電卓一つで、麻の衣服数枚と袋等の道具、金貨2枚という待望の物を獲得したのだ。

ついでに、宿の情報まで聞いた為、無事に宿を確保出来た。

宿代は、食事抜き銅貨50枚、夕食代金は銅貨30枚、水浴び料金が20枚と合計銀貨1枚程と格安らしい。

夕食まで時間がある為、部屋にて今日起きた大切な事を纏めることにした。


「しかし、鞄の中身もちゃんとこっちに持ってこれて良かった。」


長年愛用している革表紙の分厚い手帳は、仕事の担当先である、大手建設会社の事業年度に合わせて、最近購入したばかりで新しい。こんな事に遣うつもりは無かったが、まさか異世界でファンタジーメモに使用するとは思わなかった。

そこに、国の名前やギルドの仕組み、硬貨や大まかな法律など書き込んでいく。

1番大切なものとして、「スキル」だ。

こっそりスマフォで撮影した画像を見ながら、危険度別に分けていく。


「今後は充電なんて出来ないだろうし、書き写したらもう売っちゃおうかな…けど、スキルの数が多すぎだよな。面倒い…」


スキル名と、ある程度の説明のみ書いていく。

残りは画像を流し見する作業だ。

税理士試験の勉強方法でよくした、10秒で記憶する点写方法というやつだ。

文章を記憶するのでなく、ページを頭に焼き付ける方法がある。

文章を読むのでなく、一部分を記憶し、何度も流し見ることによりページ毎覚える方法だ。

身に付けるまでが本当に大変なのだが、慣れれば便利な記憶法だった。


「まあ、税法より理解しやすくて楽しいな…」


意外とノリノリで楽しんでる直哉である。


スキルは、天性のものだったり、種族的なもの、訓練や経験により獲得するなどあるらしいので、どんなスキルがあるか知っておけば、より効率よく強くなれるはずだ。

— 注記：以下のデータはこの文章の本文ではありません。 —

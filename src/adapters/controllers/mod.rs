pub mod file_controller;
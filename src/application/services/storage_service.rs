use async_trait::async_trait;

use crate::{
    application::error::ApplicationError,
    domain::models::file::{FileData, FileResource, StoredFile},
};

/// Operations the HTTP layer invokes on the upload store. Each call is
/// independent; the directory under the upload root is the only state.
#[async_trait]
pub trait StorageService: Send + Sync {
    async fn store(&self, file_data: FileData) -> Result<StoredFile, ApplicationError>;
    async fn list_all(&self) -> Result<Vec<StoredFile>, ApplicationError>;
    async fn load_as_resource(&self, file_name: &str) -> Result<FileResource, ApplicationError>;
    async fn delete(&self, file_name: &str) -> Result<(), ApplicationError>;
}
use serde::{Deserialize, Serialize};

use crate::domain::models::file::StoredFile;

#[derive(Debug, Serialize, Deserialize, PartialEq, Eq)]
pub struct FileInfoResponse {
    pub name: String,
    #[serde(rename = "sizeInBytes")]
    pub size_in_bytes: u64,
}

impl From<StoredFile> for FileInfoResponse {
    fn from(file: StoredFile) -> Self {
        Self {
            name: file.name,
            size_in_bytes: file.size,
        }
    }
}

しかも、有難い事にどのような性能かなども書いてあったのが行幸だった。


人通りのことが終わると、今後の予定を頭の中で組み立てていく。

気付くと夜なっていた為、食堂へと行くことにした。



「こ、この料理は…」


早速、予想外の事が起きた。

食事文化がとにかく酷い。

素材その物の味と言うのだろうか?

切る、焼く、出来上がり!の様な大雑把なもので、

カチカチに乾燥した黒パン、何か不明な筋張った硬い肉、彩りなんてない真っ黒の野菜炒め、温く薄汚れた水…

何歩譲っても、美味しいとは言えない代物が出てきた。

体力を消耗しないために、全部食べているが食事が苦痛というのは、今後どうにか考えなければいけないものだった。

そんな事を考えながら、疲れが溜まってしまった直哉は、部屋に戻ると早々に就寝するのであった。


翌朝まだ日が昇り始めた頃に起床した直哉は、体力作りをすることにした。

腕立て伏せ、腹筋、スクワット、ランニング、希にダンス…

一種類に拘らず、様々なトレーニングをこなし、呼吸を整える時には瞑想、そしてまたトレーニングを繰り返す。夕刻の食事まで延々と繰り返し、食事後はマッサージを施しまた就寝…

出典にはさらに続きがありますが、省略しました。